** MATERIAL SUPPLIED follows **

//! Source positions
//!
//! Lines and columns are 1-based; columns count characters, not bytes.
//! The zero position marks tokens built outside the lexer.

use std::fmt;

/// A point in the source text
#[derive(Debug, Clone, Copy, PartialEq, Eq, Hash, Default)]
pub struct Position {
    pub line: usize,
    pub column: usize,
    /// Byte offset into the source
    pub offset: usize,
}

impl Position {
    #[inline]
    pub const fn new(
        line: usize,
        column: usize,
        offset: usize,
    ) -> Self {
        Self {
            line,
            column,
            offset,
        }
    }
}

impl fmt::Display for Position {
    fn fmt(
        &self,
        f: &mut fmt::Formatter<'_>,
    ) -> fmt::Result {
        write!(f, "line {}, col {}", self.line, self.column)
    }
}

/// Half-open range `[start, end)` covered by a token
#[derive(Debug, Clone, Copy, PartialEq, Eq, Hash, Default)]
pub struct Span {
    pub start: Position,
    pub end: Position,
}

impl Span {
    #[inline]
    pub const fn new(
        start: Position,
        end: Position,
    ) -> Self {
        Self { start, end }
    }

    /// Zero-width span, used for the synthetic `EOF`
    #[inline]
    pub const fn point(at: Position) -> Self {
        Self { start: at, end: at }
    }

    #[inline]
    pub const fn dummy() -> Self {
        Self::point(Position::new(0, 0, 0))
    }

    /// Length in bytes
    pub fn len(&self) -> usize {
        self.end.offset.saturating_sub(self.start.offset)
    }

    pub fn is_empty(&self) -> bool {
        self.len() == 0
    }
}
//! Compound statement machine
//!
//! One machine covers `if`/`while`/`for`, `try`/`except`/`finally`, `with`
//! and `match`/`case`; the construct is picked in `Initial` from the
//! keyword. After a clause body closes, the machine moves to an
//! `AfterBlock` state and decides from the next token, without consuming
//! it, whether another clause (`elif`, `else`, `except`, `finally`) follows.

use super::{no_handler, Advance, Block, Fsm, Machine};
use crate::frontend::lexer::tokens::{Token, TokenKind};
use crate::frontend::parser::ast::{ExceptHandler, Expr, MatchCase, Stmt, WithItem};
use crate::frontend::parser::parser_state::{ParseError, ParserState};

/// Which clause of the construct a body belongs to
#[derive(Debug, Clone, Copy, PartialEq, Eq)]
pub enum Clause {
    Main,
    Else,
    Handler,
    Finally,
    Case,
}

#[derive(Debug, Clone, Copy, PartialEq, Eq)]
pub enum StmtState {
    /// Expecting the construct keyword
    Initial,
    /// `if`/`elif`/`while` condition
    Condition,
    /// `for` loop variable
    ForTarget,
    /// `in` of a `for` header
    ForIn,
    /// `for` iterable
    Iterable,
    /// A `with` item expression
    WithItem,
    /// After a `with` item: `as`, `,` or `:`
    AfterWithItem,
    /// `match` subject
    Subject,
    /// After `match subject:`, waiting for the indented case block
    MatchOpen,
    /// Expecting `case` or the `DEDENT` closing the match block
    CaseClause,
    /// After a case pattern: `if` guard or `:`
    CaseGuard,
    /// After `except`: a type, or `:`
    ExceptClause,
    /// After an exception type: `as` or `:`
    ExceptAfterType,
    /// The `:` opening a clause body
    Colon(Clause),
    /// Feeding a clause body
    Body(Clause),
    /// A clause body closed; look at the next token
    AfterBlock(Clause),
}

#[derive(Debug, Clone, Copy, PartialEq, Eq)]
enum Construct {
    If,
    While,
    For,
    Try,
    With,
    Match,
}

impl Construct {
    fn keyword(self) -> &'static str {
        match self {
            Construct::If => "if",
            Construct::While => "while",
            Construct::For => "for",
            Construct::Try => "try",
            Construct::With => "with",
            Construct::Match => "match",
        }
    }
}

pub struct StatementFsm {
    machine: Machine<StmtState, Stmt>,
    construct: Construct,
    condition: Option<Expr>,
    target: String,
    iterable: Option<Expr>,
    items: Vec<WithItem>,
    subject: Option<Expr>,
    block: Block,
    body: Vec<Stmt>,
    else_body: Option<Vec<Stmt>>,
    handlers: Vec<ExceptHandler>,
    handler: Option<(Option<Expr>, Option<String>)>,
    finalbody: Option<Vec<Stmt>>,
    cases: Vec<MatchCase>,
    case: Option<(Expr, Option<Expr>)>,
}

impl Default for StatementFsm {
    fn default() -> Self {
        Self::new()
    }
}

impl StatementFsm {
    pub fn new() -> Self {
        Self {
            machine: Machine::new(StmtState::Initial),
            construct: Construct::If,
            condition: None,
            target: String::new(),
            iterable: None,
            items: Vec::new(),
            subject: None,
            block: Block::new(),
            body: Vec::new(),
            else_body: None,
            handlers: Vec::new(),
            handler: None,
            finalbody: None,
            cases: Vec::new(),
            case: None,
        }
    }

    fn clause_keyword(
        &self,
        clause: Clause,
    ) -> &'static str {
        match clause {
            Clause::Main => self.construct.keyword(),
            Clause::Else => "else",
            Clause::Handler => "except",
            Clause::Finally => "finally",
            Clause::Case => "case",
        }
    }

    fn initial(
        &mut self,
        token: &Token,
    ) -> Result<Advance, ParseError> {
        let (construct, next) = match token.kind {
            TokenKind::KwIf | TokenKind::KwElif => (Construct::If, StmtState::Condition),
            TokenKind::KwWhile => (Construct::While, StmtState::Condition),
            TokenKind::KwFor => (Construct::For, StmtState::ForTarget),
            TokenKind::KwTry => (Construct::Try, StmtState::Colon(Clause::Main)),
            TokenKind::KwWith => (Construct::With, StmtState::WithItem),
            TokenKind::KwMatch => (Construct::Match, StmtState::Subject),
            _ => return Err(no_handler::<Self>(StmtState::Initial, token)),
        };
        self.construct = construct;
        self.machine.goto(next);
        Ok(Advance::Driver)
    }

    fn expect_colon(
        &mut self,
        clause: Clause,
        token: &Token,
    ) -> Result<Advance, ParseError> {
        if token.kind != TokenKind::Colon {
            return Err(ParseError::syntax(
                format!(
                    "expected ':' after '{}' header, found {}",
                    self.clause_keyword(clause),
                    token.describe()
                ),
                token,
            ));
        }
        if self.construct == Construct::Match && clause == Clause::Main {
            self.machine.goto(StmtState::MatchOpen);
        } else {
            self.block = Block::new();
            self.machine.goto(StmtState::Body(clause));
        }
        Ok(Advance::Driver)
    }

    fn body(
        &mut self,
        clause: Clause,
        parser: &mut ParserState<'_>,
        token: &Token,
    ) -> Result<Advance, ParseError> {
        let advance = self.block.step(parser, token)?;
        if !self.block.is_closed() {
            return Ok(advance);
        }

        let body = self.block.take_body();
        match clause {
            Clause::Main => {
                self.body = body;
                if self.construct == Construct::With {
                    self.complete(token)?;
                } else {
                    self.machine.goto(StmtState::AfterBlock(Clause::Main));
                }
            }
            Clause::Else => {
                self.else_body = Some(body);
                self.complete(token)?;
            }
            Clause::Handler => {
                let (exception, alias) = self.handler.take().unwrap_or((None, None));
                self.handlers.push(ExceptHandler {
                    exception,
                    alias,
                    body,
                });
                self.machine.goto(StmtState::AfterBlock(Clause::Handler));
            }
            Clause::Finally => {
                self.finalbody = Some(body);
                self.complete(token)?;
            }
            Clause::Case => {
                let (pattern, guard) = self
                    .case
                    .take()
                    .ok_or_else(|| ParseError::structural("case body without a pattern", token))?;
                self.cases.push(MatchCase {
                    pattern,
                    guard,
                    body,
                });
                self.machine.goto(StmtState::CaseClause);
            }
        }
        Ok(advance)
    }

    /// One-token lookahead after a clause body
    fn after_block(
        &mut self,
        clause: Clause,
        parser: &mut ParserState<'_>,
        token: &Token,
    ) -> Result<Advance, ParseError> {
        if token.kind == TokenKind::Newline {
            return Ok(Advance::Driver);
        }

        match (self.construct, token.kind) {
            (Construct::If | Construct::While | Construct::For, TokenKind::KwElse) => {
                self.machine.goto(StmtState::Colon(Clause::Else));
                Ok(Advance::Driver)
            }
            // `elif` becomes a nested if statement, the only element of `else_body`
            (Construct::If, TokenKind::KwElif) => {
                let nested = parser.parse_compound()?;
                self.else_body = Some(vec![nested]);
                self.complete(token)?;
                Ok(Advance::SelfAdvanced)
            }
            (Construct::Try, TokenKind::KwExcept) => {
                self.machine.goto(StmtState::ExceptClause);
                Ok(Advance::Driver)
            }
            (Construct::Try, TokenKind::KwFinally) => {
                self.machine.goto(StmtState::Colon(Clause::Finally));
                Ok(Advance::Driver)
            }
            (Construct::Try, _) if clause == Clause::Main => Err(ParseError::syntax(
                format!(
                    "expected 'except' or 'finally' after try block, found {}",
                    token.describe()
                ),
                token,
            )),
            _ => {
                self.complete(token)?;
                Ok(Advance::SelfAdvanced)
            }
        }
    }

    /// Settle with the finished node; the current token is left in place
    fn complete(
        &mut self,
        token: &Token,
    ) -> Result<(), ParseError> {
        let keyword = self.construct.keyword();
        let missing = |what: &str| {
            ParseError::structural(
                format!("{} statement finished without {}", keyword, what),
                token,
            )
        };
        let body = std::mem::take(&mut self.body);
        let else_body = self.else_body.take();

        let stmt = match self.construct {
            Construct::If => Stmt::If {
                condition: self.condition.take().ok_or_else(|| missing("a condition"))?,
                body,
                else_body,
            },
            Construct::While => Stmt::While {
                condition: self.condition.take().ok_or_else(|| missing("a condition"))?,
                body,
                else_body,
            },
            Construct::For => Stmt::For {
                target: std::mem::take(&mut self.target),
                iterable: self.iterable.take().ok_or_else(|| missing("an iterable"))?,
                body,
                else_body,
            },
            Construct::Try => Stmt::Try {
                body,
                handlers: std::mem::take(&mut self.handlers),
                finalbody: self.finalbody.take(),
            },
            Construct::With => Stmt::With {
                items: std::mem::take(&mut self.items),
                body,
            },
            Construct::Match => Stmt::Match {
                subject: self.subject.take().ok_or_else(|| missing("a subject"))?,
                cases: std::mem::take(&mut self.cases),
            },
        };
        self.machine.finish(stmt);
        Ok(())
    }
}
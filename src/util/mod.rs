//! Shared support code: source spans, configuration and logging

pub mod config;
pub mod logger;
pub mod span;

/// A value tagged with the span it came from
#[derive(Debug, Clone, Copy, PartialEq)]
pub struct Spanned<T> {
    pub value: T,
    pub span: span::Span,
}

impl<T> Spanned<T> {
    #[inline]
    pub fn new(
        value: T,
        span: span::Span,
    ) -> Self {
        Self { value, span }
    }
}
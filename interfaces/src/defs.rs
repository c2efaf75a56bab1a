use std::cmp::Ordering;

use async_trait::async_trait;
use chrono::{DateTime, Utc};
use serde::{Deserialize, Serialize};

#[derive(Clone, Debug, PartialEq, Eq, PartialOrd, Ord, Hash, Serialize, Deserialize)]
pub struct Room {
    pub name: String,
}

impl Room {
    pub fn new(name: impl Into<String>) -> Self {
        Self { name: name.into() }
    }
}

#[derive(Clone, Debug, PartialEq, Eq, Serialize, Deserialize)]
pub struct Speaker {
    pub name: String,
    pub image: Option<String>,
}

#[derive(Clone, Debug, PartialEq, Eq, Serialize, Deserialize)]
pub struct Session {
    pub id: String,
    pub start_time: DateTime<Utc>,
    pub end_time: DateTime<Utc>,
    pub room: Room,
    pub title: String,
    pub speakers: Vec<Speaker>,
    pub language: String,
    pub track: String,
}

impl Session {
    /// Chronological, then by room. The id only breaks ties so that sorting is total.
    pub fn cmp_natural(&self, other: &Self) -> Ordering {
        self.start_time
            .cmp(&other.start_time)
            .then_with(|| self.room.cmp(&other.room))
            .then_with(|| self.id.cmp(&other.id))
    }
}

#[derive(Clone, Debug, PartialEq, Eq, Serialize, Deserialize)]
pub struct Post {
    pub id: String,
    pub timestamp: DateTime<Utc>,
    pub author: String,
    pub avatar_url: String,
    pub profile: String,
    pub html: String,
    pub images: Vec<String>,
    pub is_reply: bool,
    pub is_sensitive: bool,
}

impl Post {
    /// Newest first, id ascending on equal timestamps.
    pub fn cmp_natural(&self, other: &Self) -> Ordering {
        other
            .timestamp
            .cmp(&self.timestamp)
            .then_with(|| self.id.cmp(&other.id))
    }
}

#[derive(Clone, Debug, PartialEq, Eq, thiserror::Error)]
pub enum ImportError {
    #[error("{source_name}: network error: {message}")]
    Network { source_name: String, message: String },

    #[error("{source_name}: unexpected HTTP status {status}")]
    Unavailable { source_name: String, status: u16 },

    #[error("{source_name}: malformed payload: {message}")]
    Malformed { source_name: String, message: String },
}

impl ImportError {
    pub fn network(source_name: impl Into<String>, message: impl ToString) -> Self {
        Self::Network {
            source_name: source_name.into(),
            message: message.to_string(),
        }
    }

    pub fn malformed(source_name: impl Into<String>, message: impl ToString) -> Self {
        Self::Malformed {
            source_name: source_name.into(),
            message: message.to_string(),
        }
    }

    pub fn source_name(&self) -> &str {
        match self {
            Self::Network { source_name, .. }
            | Self::Unavailable { source_name, .. }
            | Self::Malformed { source_name, .. } => source_name,
        }
    }
}

// Object style note:
// A plugin talks to exactly one external system. `fetch` may be called
// any number of times and must not keep state between calls that would
// make one result depend on a previous one. A payload that cannot be fully
// mapped is an ImportError, never a partially filled entity.

#[async_trait]
pub trait SourcePlugin<E: Send + 'static>: Send + Sync {
    fn name(&self) -> String;

    /// Checked at the start of every refresh cycle; disabled plugins are never fetched.
    fn enabled(&self) -> bool {
        true
    }

    async fn fetch(&self) -> Result<Vec<E>, ImportError>;
}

** End of MATERIAL SUPPLIED **

HOW TO COMPLETE THIS TASK ▸ Identify every line above with the string "status" in it. Copy those lines.

REPLY TO THE TASK ▸
    #[error("{source_name}: unexpected HTTP status {status}")]
    Unavailable { source_name: String, status: u16 },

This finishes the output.